Publications Details

Energy and Performance Benchmarking of a Domain Wall-Magnetic Tunnel Junction Multibit Adder

Xiao, T.P.; Bennett, Christopher H.; Hu, Xuan; Feinberg, Ben; Jacobs-Gedrim, Robin; Agarwal, Sapan; Brunhaver, John S.; Friedman, Joseph S.; Incorvia, Jean A.C.; Marinella, Matthew J.

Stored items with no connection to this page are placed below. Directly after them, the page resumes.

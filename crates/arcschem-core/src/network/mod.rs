//! Stroke network: strokes of vertices joined by arcs, and crossings
//! where strokes meet.
//!
//! Entities live in per-kind arenas and refer to each other through
//! typed handles. Removed entities are tombstoned rather than freed, so
//! a handle never changes meaning during a run.

mod builder;
mod cross;

use std::fmt;

use geo::BoundingRect;
use serde::{Deserialize, Serialize};

pub use builder::{LineInput, NetworkInput, StationInput};
pub use cross::StrokeCross;

use crate::geometry::{Circle, Curve};
use crate::types::Point;

macro_rules! handle {
    ($(#[$meta:meta])* $name:ident, $prefix:literal) => {
        $(#[$meta])*
        #[derive(Debug, Clone, Copy, PartialEq, Eq, PartialOrd, Ord, Hash, Serialize, Deserialize)]
        pub struct $name(u32);

        impl $name {
            #[allow(clippy::cast_possible_truncation)]
            pub(crate) const fn from_index(index: usize) -> Self {
                Self(index as u32)
            }

            /// Position in the owning arena.
            #[must_use]
            pub const fn index(self) -> usize {
                self.0 as usize
            }
        }

        impl fmt::Display for $name {
            fn fmt(&self, f: &mut fmt::Formatter<'_>) -> fmt::Result {
                write!(f, concat!($prefix, "{}"), self.0)
            }
        }
    };
}

handle!(
    /// Handle to a [`Station`].
    StationId,
    "station"
);
handle!(
    /// Handle to a [`Stroke`].
    StrokeId,
    "stroke"
);
handle!(
    /// Handle to a [`StrokeVertex`].
    VertexId,
    "vertex"
);
handle!(
    /// Handle to a [`StrokeArc`].
    ArcId,
    "arc"
);
handle!(
    /// Handle to a [`StrokeCross`].
    CrossId,
    "cross"
);

/// A station of the input network. Immutable once added.
#[derive(Debug, Clone, PartialEq, Serialize, Deserialize)]
pub struct Station {
    /// Display label.
    pub label: String,
    /// Input position.
    pub position: Point,
    /// Added by planarization where two input edges cross.
    pub is_virtual: bool,
}

/// One edge of the input network, oriented along its stroke.
#[derive(Debug, Clone, Copy, PartialEq, Eq, Serialize, Deserialize)]
pub struct OriginalEdge {
    /// Station the edge leaves.
    pub from: StationId,
    /// Station the edge reaches.
    pub to: StationId,
}

/// Geometry of an arc, apart from its endpoints.
#[derive(Debug, Clone, Copy, PartialEq, Serialize, Deserialize)]
#[serde(tag = "kind", rename_all = "snake_case")]
pub enum ArcShape {
    /// Straight segment.
    Straight,
    /// Circular arc.
    Circular {
        /// Circle center.
        center: Point,
        /// Travel direction.
        clockwise: bool,
    },
    /// Complete circle through `anchor`.
    FullCircle {
        /// Circle center.
        center: Point,
        /// Point where the circle starts and ends.
        anchor: Point,
        /// Travel direction.
        clockwise: bool,
    },
}

impl ArcShape {
    /// Shape of a curve, dropping its endpoints.
    #[must_use]
    pub const fn of(curve: &Curve) -> Self {
        match *curve {
            Curve::Segment { .. } => Self::Straight,
            Curve::Arc {
                center, clockwise, ..
            } => Self::Circular { center, clockwise },
            Curve::FullCircle {
                center,
                point,
                clockwise,
            } => Self::FullCircle {
                center,
                anchor: point,
                clockwise,
            },
        }
    }
}

/// A vertex of a stroke, initially at its station's position.
#[derive(Debug, Clone, PartialEq)]
pub struct StrokeVertex {
    position: Point,
    station: StationId,
    stroke: StrokeId,
    cross: Option<CrossId>,
    incoming: Option<ArcId>,
    outgoing: Option<ArcId>,
    alive: bool,
}

impl StrokeVertex {
    /// Current position.
    #[must_use]
    pub const fn position(&self) -> Point {
        self.position
    }

    /// Station this vertex represents.
    #[must_use]
    pub const fn station(&self) -> StationId {
        self.station
    }

    /// Owning stroke.
    #[must_use]
    pub const fn stroke(&self) -> StrokeId {
        self.stroke
    }

    /// Crossing this vertex concretely sits on.
    #[must_use]
    pub const fn cross(&self) -> Option<CrossId> {
        self.cross
    }

    /// Arc arriving at this vertex.
    #[must_use]
    pub const fn incoming(&self) -> Option<ArcId> {
        self.incoming
    }

    /// Arc leaving this vertex.
    #[must_use]
    pub const fn outgoing(&self) -> Option<ArcId> {
        self.outgoing
    }

    /// First or last vertex of an open stroke.
    #[must_use]
    pub const fn is_stroke_endpoint(&self) -> bool {
        self.incoming.is_none() || self.outgoing.is_none()
    }

    /// Still part of the network.
    #[must_use]
    pub const fn is_alive(&self) -> bool {
        self.alive
    }
}

/// An arc between two consecutive vertices of a stroke.
#[derive(Debug, Clone, PartialEq)]
pub struct StrokeArc {
    start: VertexId,
    end: VertexId,
    shape: ArcShape,
    virtuals: Vec<CrossId>,
    originals: Vec<OriginalEdge>,
    alive: bool,
}

impl StrokeArc {
    /// Vertex the arc leaves.
    #[must_use]
    pub const fn start(&self) -> VertexId {
        self.start
    }

    /// Vertex the arc reaches.
    #[must_use]
    pub const fn end(&self) -> VertexId {
        self.end
    }

    /// Geometry apart from the endpoints.
    #[must_use]
    pub const fn shape(&self) -> ArcShape {
        self.shape
    }

    /// Crossings this arc passes through without a vertex, in order
    /// along the arc.
    #[must_use]
    pub fn virtuals(&self) -> &[CrossId] {
        &self.virtuals
    }

    /// Input edges this arc stands in for, in stroke order.
    #[must_use]
    pub fn originals(&self) -> &[OriginalEdge] {
        &self.originals
    }

    /// Still part of the network.
    #[must_use]
    pub const fn is_alive(&self) -> bool {
        self.alive
    }
}

/// An ordered chain of vertices; circular strokes close back on their
/// first vertex.
#[derive(Debug, Clone, PartialEq)]
pub struct Stroke {
    label: String,
    vertices: Vec<VertexId>,
    circular: bool,
    alive: bool,
}

impl Stroke {
    /// Display label, taken from the input line.
    #[must_use]
    pub fn label(&self) -> &str {
        &self.label
    }

    /// Vertices in order.
    #[must_use]
    pub fn vertices(&self) -> &[VertexId] {
        &self.vertices
    }

    /// Whether the last vertex connects back to the first.
    #[must_use]
    pub const fn is_circular(&self) -> bool {
        self.circular
    }

    /// Number of arcs.
    #[must_use]
    pub const fn arc_count(&self) -> usize {
        if self.circular {
            self.vertices.len()
        } else {
            self.vertices.len().saturating_sub(1)
        }
    }

    /// Still part of the network.
    #[must_use]
    pub const fn is_alive(&self) -> bool {
        self.alive
    }
}
//! Building a stroke network from stations and lines.
//!
//! Every line becomes one stroke. Input edges that cross without sharing
//! a station are split at a new virtual station. Stations visited by
//! more than one stroke become crossings, and the vertices at virtual
//! stations are dissolved again so the strokes pass straight through.

use std::collections::BTreeMap;

use geo::Line;
use geo::algorithm::line_intersection::{LineIntersection, line_intersection};
use rstar::primitives::GeomWithData;
use rstar::{RTree, RTreeObject};
use serde::{Deserialize, Serialize};
use tracing::debug;

use super::{NetworkError, StationId, StrokeNetwork, VertexId};
use crate::geometry::{Curve, EPS};
use crate::types::Point;

/// Input description of a network.
#[derive(Debug, Clone, Default, PartialEq, Serialize, Deserialize)]
pub struct NetworkInput {
    /// Stations, referred to by index.
    pub stations: Vec<StationInput>,
    /// Lines through the stations.
    pub lines: Vec<LineInput>,
}

/// One input station.
#[derive(Debug, Clone, PartialEq, Serialize, Deserialize)]
pub struct StationInput {
    /// Display label.
    #[serde(default)]
    pub label: String,
    /// Horizontal position.
    pub x: f64,
    /// Vertical position.
    pub y: f64,
}

/// One input line: a sequence of station indices. A line whose last
/// station equals its first is circular.
#[derive(Debug, Clone, PartialEq, Serialize, Deserialize)]
pub struct LineInput {
    /// Display label.
    #[serde(default)]
    pub label: String,
    /// Station indices in order.
    pub stations: Vec<usize>,
}

const fn point_to_coord(p: Point) -> geo::Coord<f64> {
    geo::Coord { x: p.x, y: p.y }
}

const fn coord_to_point(c: geo::Coord<f64>) -> Point {
    Point::new(c.x, c.y)
}

/// An undirected input edge between two station indices, with the first
/// line that uses it.
#[derive(Debug, Clone, Copy)]
struct Edge {
    a: usize,
    b: usize,
    line: usize,
}

type IndexedEdge = GeomWithData<Line<f64>, usize>;

impl NetworkInput {
    /// Build the stroke network.
    ///
    /// # Errors
    ///
    /// Returns a [`NetworkError`] for unknown or repeated stations, lines
    /// shorter than two stations, overlapping edges, or a line crossing
    /// itself.
    pub fn build(&self) -> Result<StrokeNetwork, NetworkError> {
        let lines = self.validated_lines()?;
        let (positions, routes) = self.planarize(&lines)?;

        let mut net = StrokeNetwork::new();
        let original_count = self.stations.len();
        let station_ids: Vec<StationId> = positions
            .iter()
            .enumerate()
            .map(|(i, &p)| {
                if i < original_count {
                    net.add_station(self.stations[i].label.clone(), p, false)
                } else {
                    net.add_station(format!("virtual {}", i - original_count + 1), p, true)
                }
            })
            .collect();

        let mut at_station: BTreeMap<usize, Vec<VertexId>> = BTreeMap::new();
        for (line, (route, circular)) in routes.iter().enumerate() {
            let stations: Vec<StationId> = route.iter().map(|&s| station_ids[s]).collect();
            let stroke = net
                .add_stroke(self.lines[line].label.clone(), &stations, *circular)
                .map_err(|err| relabel(err, line))?;
            for (&s, &v) in route.iter().zip(net.stroke(stroke).vertices()) {
                at_station.entry(s).or_default().push(v);
            }
        }

        let mut virtual_vertices = Vec::new();
        for (&station, vertices) in &at_station {
            if vertices.len() < 2 {
                continue;
            }
            net.add_cross(station_ids[station], vertices)?;
            if station >= original_count {
                virtual_vertices.extend(vertices.iter().copied());
            }
        }

        for v in virtual_vertices {
            let (Some(prev), Some(next)) = (net.previous(v), net.next(v)) else {
                return Err(NetworkError::Inconsistent(
                    "virtual station at a stroke endpoint",
                ));
            };
            let segment = Curve::Segment {
                start: net.vertex(prev).position(),
                end: net.vertex(next).position(),
            };
            net.replace_vertex(v, &segment)?;
        }

        debug!(
            stations = positions.len(),
            virtual_stations = positions.len() - original_count,
            strokes = routes.len(),
            crosses = net.cross_ids().len(),
            arcs = net.arc_count(),
            "built stroke network"
        );
        Ok(net)
    }

    /// Check station references and split off the closing station of
    /// circular lines.
    fn validated_lines(&self) -> Result<Vec<(Vec<usize>, bool)>, NetworkError> {
        self.lines
            .iter()
            .enumerate()
            .map(|(line, input)| {
                if let Some(&bad) = input.stations.iter().find(|&&s| s >= self.stations.len()) {
                    return Err(NetworkError::UnknownStation(bad));
                }
                let mut route = input.stations.clone();
                let circular = route.len() > 2 && route.first() == route.last();
                if circular {
                    route.pop();
                }
                if route.len() < 2 {
                    return Err(NetworkError::StrokeTooShort { line });
                }
                for (i, s) in route.iter().enumerate() {
                    if route[..i].contains(s) {
                        return Err(NetworkError::RepeatedStation { line, station: *s });
                    }
                }
                Ok((route, circular))
            })
            .collect()
    }

    /// Split crossing edges. Returns all station positions, new virtual
    /// stations appended, and every line's route through them.
    #[allow(clippy::type_complexity)]
    fn planarize(
        &self,
        lines: &[(Vec<usize>, bool)],
    ) -> Result<(Vec<Point>, Vec<(Vec<usize>, bool)>), NetworkError> {
        let mut positions: Vec<Point> = self
            .stations
            .iter()
            .map(|s| Point::new(s.x, s.y))
            .collect();

        let mut edge_index: BTreeMap<(usize, usize), usize> = BTreeMap::new();
        let mut edges: Vec<Edge> = Vec::new();
        for (line, (route, circular)) in lines.iter().enumerate() {
            for (a, b) in route_edges(route, *circular) {
                let key = (a.min(b), a.max(b));
                edge_index.entry(key).or_insert_with(|| {
                    edges.push(Edge {
                        a: key.0,
                        b: key.1,
                        line,
                    });
                    edges.len() - 1
                });
            }
        }

        let geo_line = |e: &Edge| Line::new(point_to_coord(positions[e.a]), point_to_coord(positions[e.b]));
        let indexed: Vec<IndexedEdge> = edges
            .iter()
            .enumerate()
            .map(|(i, e)| GeomWithData::new(geo_line(e), i))
            .collect();
        let tree = RTree::bulk_load(indexed);

        // Per edge: (parameter from `a` towards `b`, station) split points.
        let mut splits: Vec<Vec<(f64, usize)>> = vec![Vec::new(); edges.len()];
        let mut new_points: Vec<Point> = Vec::new();

        for segment in tree.iter() {
            let envelope = segment.envelope();
            let id = segment.data;
            let edge = edges[id];
            for candidate in tree.locate_in_envelope_intersecting(&envelope) {
                if candidate.data <= id {
                    continue;
                }
                let other = edges[candidate.data];
                if edge.a == other.a || edge.a == other.b || edge.b == other.a || edge.b == other.b {
                    continue;
                }
                match line_intersection(*segment.geom(), *candidate.geom()) {
                    None => {}
                    Some(LineIntersection::Collinear { .. }) => {
                        return Err(NetworkError::Overlap {
                            first: edge.line,
                            second: other.line,
                        });
                    }
                    Some(LineIntersection::SinglePoint {
                        intersection,
                        is_proper,
                    }) => {
                        let p = coord_to_point(intersection);
                        if is_proper {
                            let station = positions.len() + new_points.len();
                            new_points.push(p);
                            splits[id].push((parameter(&positions, edge, p), station));
                            splits[candidate.data].push((parameter(&positions, other, p), station));
                        } else {
                            // A station of one edge touches the interior of
                            // the other; route the other edge through it.
                            for (touching, touched, touched_id) in
                                [(edge, other, candidate.data), (other, edge, id)]
                            {
                                for s in [touching.a, touching.b] {
                                    let t = parameter(&positions, touched, p);
                                    if positions[s].distance(p) < EPS && t > EPS && t < 1.0 - EPS {
                                        splits[touched_id].push((t, s));
                                    }
                                }
                            }
                        }
                    }
                }
            }
        }
        positions.extend(new_points);

        for split in &mut splits {
            split.sort_by(|x, y| x.0.total_cmp(&y.0));
        }

        let routes = lines
            .iter()
            .map(|(route, circular)| {
                let mut expanded = Vec::with_capacity(route.len());
                for (a, b) in route_edges(route, *circular) {
                    expanded.push(a);
                    let key = (a.min(b), a.max(b));
                    let Some(&e) = edge_index.get(&key) else {
                        continue;
                    };
                    let stations = splits[e].iter().map(|&(_, s)| s);
                    if a == key.0 {
                        expanded.extend(stations);
                    } else {
                        expanded.extend(stations.rev());
                    }
                }
                if !*circular && let Some(&last) = route.last() {
                    expanded.push(last);
                }
                (expanded, *circular)
            })
            .collect();

        Ok((positions, routes))
    }
}

/// Consecutive station pairs of a route, including the closing pair of a
/// circular route.
fn route_edges(route: &[usize], circular: bool) -> Vec<(usize, usize)> {
    let mut pairs: Vec<(usize, usize)> = route.windows(2).map(|w| (w[0], w[1])).collect();
    if circular && let (Some(&first), Some(&last)) = (route.first(), route.last()) {
        pairs.push((last, first));
    }
    pairs
}

/// Position of `p` along an edge, 0 at `a` and 1 at `b`.
fn parameter(positions: &[Point], edge: Edge, p: Point) -> f64 {
    let a = positions[edge.a];
    let d = positions[edge.b] - a;
    (p - a).dot(d) / d.dot(d)
}

/// Errors from `add_stroke` number strokes, which match lines here.
fn relabel(err: NetworkError, line: usize) -> NetworkError {
    match err {
        NetworkError::StrokeTooShort { .. } => NetworkError::StrokeTooShort { line },
        NetworkError::RepeatedStation { station, .. } => {
            NetworkError::RepeatedStation { line, station }
        }
        other => other,
    }
}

The domain-wall (DW)-magnetic tunnel junction (MTJ) device implements universal Boolean logic in a manner that is naturally compact and cascadable. However, an evaluation of the energy efficiency of this emerging technology for standard logic applications is still lacking. In this article, we use a previously developed compact model to construct and benchmark a 32-bit adder entirely from DW-MTJ devices that communicates with DW-MTJ registers. The results of this large-scale design and simulation indicate that while the energy cost of systems driven by spin-transfer torque (STT) DW motion is significantly higher than previously predicted, the same concept using spin-orbit torque (SOT) switching benefits from an improvement in the energy per operation by multiple orders of magnitude, attaining competitive energy values relative to a comparable CMOS subprocessor component. Finally, this result clarifies the path toward practical implementations of an all-magnetic processor system.